State the number of lines in these records that include the string "Duration", and say nothing more.

*** Opening of Material provided ***

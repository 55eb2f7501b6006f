// ABOUTME: Swarm bundles the services of one run: directory, work queue, router and hiring.
// ABOUTME: Built once with SwarmBuilder and shared by the binary, the HTTP layer and tests.

use std::sync::Arc;
use std::time::Duration;

use aether_core::{AgentRole, HistoryEntry, WorkQueue};

use crate::agent::{Agent, AgentError};
use crate::directory::{Directory, RosterEntry};
use crate::hiring::{HireError, HiringService};
use crate::llm::LlmClient;
use crate::personas::{BuiltinPersonas, NamePool, PersonaProvider};
use crate::retry::RetryPolicy;
use crate::router::MessageRouter;

/// Errors from posting a message through the swarm.
#[derive(Debug, Clone, PartialEq, thiserror::Error)]
pub enum SwarmError {
    #[error("Agent with name '{0}' not found")]
    UnknownAgent(String),

    #[error(transparent)]
    Agent(#[from] AgentError),
}

/// The explicitly constructed services for one run.
pub struct Swarm {
    directory: Arc<Directory>,
    work_queue: Arc<WorkQueue>,
    router: Arc<MessageRouter>,
    hiring: Arc<HiringService>,
    call_timeout: Option<Duration>,
}

impl Swarm {
    pub fn builder(client: Arc<dyn LlmClient>) -> SwarmBuilder {
        SwarmBuilder::new(client)
    }

    pub fn directory(&self) -> &Arc<Directory> {
        &self.directory
    }

    pub fn work_queue(&self) -> &Arc<WorkQueue> {
        &self.work_queue
    }

    pub fn router(&self) -> &Arc<MessageRouter> {
        &self.router
    }

    pub fn hiring(&self) -> &Arc<HiringService> {
        &self.hiring
    }

    pub fn call_timeout(&self) -> Option<Duration> {
        self.call_timeout
    }

    pub async fn hire(&self, role: AgentRole, persona: &str) -> Result<Arc<Agent>, HireError> {
        self.hiring.hire_role(role, persona).await
    }

    /// Send text to a named agent from outside the swarm, applying the
    /// configured per-call deadline.
    pub async fn post_message(&self, name: &str, text: &str) -> Result<String, SwarmError> {
        let agent = self
            .directory
            .get(name)
            .await
            .ok_or_else(|| SwarmError::UnknownAgent(name.to_string()))?;
        let reply = match self.call_timeout {
            Some(timeout) => agent.post_message_within(text, timeout).await?,
            None => agent.post_message(text).await?,
        };
        Ok(reply)
    }

    pub async fn roster(&self) -> Vec<RosterEntry> {
        self.directory.roster().await
    }

    pub async fn history(&self, name: &str) -> Option<Vec<HistoryEntry>> {
        let agent = self.directory.get(name).await?;
        Some(agent.history().await)
    }
}

/// Configures and builds a [`Swarm`].
pub struct SwarmBuilder {
    client: Arc<dyn LlmClient>,
    personas: Arc<dyn PersonaProvider>,
    names: Option<NamePool>,
    retry: RetryPolicy,
    call_timeout: Option<Duration>,
}

impl SwarmBuilder {
    pub fn new(client: Arc<dyn LlmClient>) -> Self {
        Self {
            client,
            personas: Arc::new(BuiltinPersonas),
            names: None,
            retry: RetryPolicy::default(),
            call_timeout: None,
        }
    }

    pub fn personas(mut self, personas: Arc<dyn PersonaProvider>) -> Self {
        self.personas = personas;
        self
    }

    /// Use a fixed name pool instead of the shuffled default.
    pub fn names(mut self, names: NamePool) -> Self {
        self.names = Some(names);
        self
    }

    pub fn retry(mut self, retry: RetryPolicy) -> Self {
        self.retry = retry;
        self
    }

    pub fn call_timeout(mut self, timeout: Option<Duration>) -> Self {
        self.call_timeout = timeout;
        self
    }

    pub fn build(self) -> Swarm {
        let directory = Arc::new(Directory::new());
        let work_queue = Arc::new(WorkQueue::new());
        let router = Arc::new(MessageRouter::new(&directory));
        let hiring = HiringService::new(
            directory.clone(),
            router.clone(),
            work_queue.clone(),
            self.client,
            self.personas,
            self.names.unwrap_or_else(NamePool::shuffled),
            self.retry,
        );
        Swarm {
            directory,
            work_queue,
            router,
            hiring,
            call_timeout: self.call_timeout,
        }
    }
}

*** Close of Material provided ***

### Solved exercise
5